Fractional Order Butterworth Filter for Fetal Electrocardiographic Signal Feature Extraction
Author(s) -
Hadi Mohsen Alkanfery,
Ibrahim M. Mehedi
Publication year - 2021
Publication title -
signal and image processing : an international journal
Language(s) - English
Resource type - Journals
eISSN - 2229-3922
pISSN - 0976-710X
DOI - 10.5121/sipij.2021.12503
Subject(s) - heartbeat , pattern recognition (psychology) , computer science , signal (programming language) , butterworth filter , artificial intelligence , preprocessor , filter (signal processing) , speech recognition , high pass filter , low pass filter , computer vision , computer security , programming language
The non-invasive Fetal Electrocardiogram (FECG) signal has become a significant method for monitoring the fetus's physiological conditions, extracted from the Abdominal Electrocardiogram (AECG) during pregnancy.

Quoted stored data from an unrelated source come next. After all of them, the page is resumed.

//! File locking and atomic writes for the data directory.
//!
//! Two CLI invocations may race on the same data directory, so every
//! durable write goes through an exclusive flock on a sibling `.lock`
//! file plus the temp-file-and-rename pattern. Readers never observe a
//! partially written record.

use std::fs::{self, File, OpenOptions};
use std::io::{self, Write};
use std::path::{Path, PathBuf};
use std::time::{Duration, Instant};

use fs2::FileExt;

use crate::error::{Error, Result};

/// Default lock timeout in milliseconds
pub const DEFAULT_LOCK_TIMEOUT_MS: u64 = 5000;

/// Retry interval while waiting for a contended lock
const LOCK_RETRY_INTERVAL_MS: u64 = 50;

fn is_lock_contended(err: &io::Error) -> bool {
    if err.kind() == io::ErrorKind::WouldBlock {
        return true;
    }

    // On Windows, fs2/libc can surface lock/sharing violations as "Other".
    #[cfg(windows)]
    {
        matches!(err.raw_os_error(), Some(32) | Some(33))
    }
    #[cfg(not(windows))]
    {
        false
    }
}

/// A file lock guard that releases the lock when dropped
pub struct FileLock {
    file: File,
    path: PathBuf,
}

impl FileLock {
    /// Acquire an exclusive lock on a file with timeout.
    ///
    /// The lock file is created if it does not exist. Fails with
    /// `Error::LockFailed` when the lock stays contended past the timeout.
    pub fn acquire(path: impl AsRef<Path>, timeout_ms: u64) -> Result<Self> {
        let path = path.as_ref();

        if let Some(parent) = path.parent() {
            fs::create_dir_all(parent)?;
        }

        let file = OpenOptions::new()
            .read(true)
            .write(true)
            .create(true)
            .truncate(false)
            .open(path)?;

        let start = Instant::now();
        let timeout = Duration::from_millis(timeout_ms);
        let retry_interval = Duration::from_millis(LOCK_RETRY_INTERVAL_MS);

        loop {
            match file.try_lock_exclusive() {
                Ok(()) => {
                    return Ok(FileLock {
                        file,
                        path: path.to_path_buf(),
                    });
                }
                Err(e) if is_lock_contended(&e) => {
                    if start.elapsed() >= timeout {
                        return Err(Error::LockFailed(path.to_path_buf()));
                    }
                    std::thread::sleep(retry_interval);
                }
                Err(e) => {
                    return Err(Error::Io(e));
                }
            }
        }
    }

    /// Try to acquire a lock without waiting.
    ///
    /// Returns `Ok(Some(lock))` if acquired, `Ok(None)` if contended.
    pub fn try_acquire(path: impl AsRef<Path>) -> Result<Option<Self>> {
        let path = path.as_ref();

        if let Some(parent) = path.parent() {
            fs::create_dir_all(parent)?;
        }

        let file = OpenOptions::new()
            .read(true)
            .write(true)
            .create(true)
            .truncate(false)
            .open(path)?;

        match file.try_lock_exclusive() {
            Ok(()) => Ok(Some(FileLock {
                file,
                path: path.to_path_buf(),
            })),
            Err(e) if is_lock_contended(&e) => Ok(None),
            Err(e) => Err(Error::Io(e)),
        }
    }

    /// Path to the locked file
    pub fn path(&self) -> &Path {
        &self.path
    }
}

impl Drop for FileLock {
    fn drop(&mut self) {
        // Ignore unlock errors during drop.
        let _ = self.file.unlock();
    }
}

/// Atomically write data to a file via temp file + rename.
///
/// The file is either fully written or untouched. Does NOT take a lock;
/// use [`write_atomic_locked`] when another process may write the same
/// path.
pub fn write_atomic(path: impl AsRef<Path>, data: &[u8]) -> Result<()> {
    let path = path.as_ref();

    if let Some(parent) = path.parent() {
        fs::create_dir_all(parent)?;
    }

    // Temp file must live in the same directory for the rename to be atomic.
    let temp_path = path.with_extension(format!(
        "{}.tmp.{}",
        path.extension().and_then(|e| e.to_str()).unwrap_or(""),
        std::process::id()
    ));

    let mut temp_file = File::create(&temp_path)?;
    temp_file.write_all(data)?;
    temp_file.sync_all()?;
    drop(temp_file);

    fs::rename(&temp_path, path)?;

    Ok(())
}

/// Write data atomically while holding a lock on `<path>.lock`.
pub fn write_atomic_locked(path: impl AsRef<Path>, data: &[u8], timeout_ms: u64) -> Result<()> {
    let path = path.as_ref();
    let lock_path = PathBuf::from(format!("{}.lock", path.display()));

    let _lock = FileLock::acquire(&lock_path, timeout_ms)?;

    write_atomic(path, data)?;

    Ok(())
}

The current techniques are limited during delivery for detecting and analyzing fECG. The non - intrusive fECG recorded from the mother's abdomen is contaminated by a variety of noise sources, can be a more challenging task for removing the maternal ECG. These contaminated noises have become a major challenge during the extraction of fetal ECG is managed by uni-modal technique. In this research, a new method based on the combination of Wavelet Transform (WT) and Fast Independent Component Analysis (FICA) algorithm approach to extract fECG from AECG recordings of the pregnant woman is proposed. Initially, preprocessing of a signal is done by applying a Fractional Order Butterworth Filter (FBWF). To select the Direct ECG signal which is characterized as a reference signal and the abdominal signal which is characterized as an input signal to the WT, the cross-correlation technique is used to find the signal with greater similarity among the available four abdominal signals. The model performance of the proposed method shows the most frequent similarity of fetal heartbeat rate present in the database can be evaluated through MAE and MAPE is 0.6 and 0.041209 respectively. Thus the proposed methodology of de-noising and separation of fECG signals will act as the predominant one and assist in understanding the nature of the delivery on further analysis.